* _Instructions to follow_
Lines from the entries below that hold "usage" form the answer; copy all of them.
---
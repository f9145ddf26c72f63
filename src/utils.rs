use std::path::PathBuf;

/// Decimal places kept when costs are presented
pub const COST_DECIMAL_PLACES: i32 = 6;

const DATA_DIR_NAME: &str = ".llm-cost";
const DB_FILE_NAME: &str = "usage.db";

/// Default database file: `~/.llm-cost/usage.db`, or `./usage.db` without a home directory
pub fn default_db_path() -> PathBuf {
    match directories::BaseDirs::new() {
        Some(b) => b.home_dir().join(DATA_DIR_NAME).join(DB_FILE_NAME),
        None => PathBuf::from(DB_FILE_NAME),
    }
}

/// Round a cost for display
pub fn round_cost(v: f64) -> f64 {
    let scale = 10f64.powi(COST_DECIMAL_PLACES);
    (v * scale).round() / scale
}

pub fn format_path(p: &str) -> String {
    if let Some(b) = directories::BaseDirs::new() {
        let home_s = b.home_dir().to_string_lossy();
        if p.starts_with(&*home_s) {
            return format!("~{}", &p[home_s.len()..]);
        }
    }
    p.to_owned()
}

pub fn format_currency(v: f64) -> String {
    format!("{:.6}", round_cost(v))
}

pub fn format_tokens(n: u64) -> String {
    if n >= 1_000_000_000 {
        format!("{:.1}B", n as f64 / 1e9)
    } else if n >= 1_000_000 {
        format!("{:.1}M", n as f64 / 1e6)
    } else if n >= 1_000 {
        format!("{:.1}K", n as f64 / 1e3)
    } else {
        n.to_string()
    }
}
---
* _Solution to the exercise_
const DB_FILE_NAME: &str = "usage.db";
/// Default database file: `~/.llm-cost/usage.db`, or `./usage.db` without a home directory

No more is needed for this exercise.